Print out all of the data below, keeping it identical to the original.
[[ The data, beginning ]]
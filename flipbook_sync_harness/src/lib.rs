// Copyright 2026 the Flipbook Authors
// SPDX-License-Identifier: Apache-2.0 OR MIT

//! A software backend and harness for exercising flipbook sessions.
//!
//! Everything here runs on the CPU in-process, so a whole presentation
//! pipeline can be driven from a test:
//!
//! - [`SoftBackend`] creates the GPU device, display pipeline, keyed mutex
//!   and textures a session is set up with, and can inject device faults.
//! - [`DisplayController`] steps the display's vertical blanks by hand or
//!   from a [`VblankThread`], and reports what reached the screen.
//! - [`Producer`] plays the other side of the shared-frame handshake.
//! - [`run`] drives a session for a number of cycles, feeding a
//!   [`PacingTracker`] that grades how well presentation kept up.
//!
//! Pixels are `0xAARRGGBB` words, the little-endian reading of BGRA bytes.

pub mod device;
pub mod display;
pub mod fence;
pub mod keyed_mutex;
pub mod pacing;
pub mod producer;
pub mod runner;
pub mod texture;

pub use device::{SoftBackend, SoftDevice};
pub use display::{DisplayController, SoftDisplay, SoftScanout, VblankThread};
pub use fence::SoftFence;
pub use keyed_mutex::SoftKeyedMutex;
pub use pacing::{PacingGrade, PacingReport, PacingSample, PacingTracker};
pub use producer::{Producer, ProducerThread};
pub use runner::{RunStats, run};
pub use texture::{PixelBuffer, SoftTexture};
[[ The data, end ]]
Answer box
filename flipbook_sync_harness/src/lib.rs
// Copyright 2026 the Flipbook Authors
// SPDX-License-Identifier: Apache-2.0 OR MIT

//! A software backend and harness for exercising flipbook sessions.
//!
//! Everything here runs on the CPU in-process, so a whole presentation
//! pipeline can be driven from a test:
//!
//! - [`SoftBackend`] creates the GPU device, display pipeline, keyed mutex
//!   and textures a session is set up with, and can inject device faults.
//! - [`DisplayController`] steps the display's vertical blanks by hand or
//!   from a [`VblankThread`], and reports what reached the screen.
//! - [`Producer`] plays the other side of the shared-frame handshake.
//! - [`run`] drives a session for a number of cycles, feeding a
//!   [`PacingTracker`] that grades how well presentation kept up.
//!
//! Pixels are `0xAARRGGBB` words, the little-endian reading of BGRA bytes.

pub mod device;
pub mod display;
pub mod fence;
pub mod keyed_mutex;
pub mod pacing;
pub mod producer;
pub mod runner;
pub mod texture;

pub use device::{SoftBackend, SoftDevice};
pub use display::{DisplayController, SoftDisplay, SoftScanout, VblankThread};
pub use fence::SoftFence;
pub use keyed_mutex::SoftKeyedMutex;
pub use pacing::{PacingGrade, PacingReport, PacingSample, PacingTracker};
pub use producer::{Producer, ProducerThread};
pub use runner::{RunStats, run};
pub use texture::{PixelBuffer, SoftTexture};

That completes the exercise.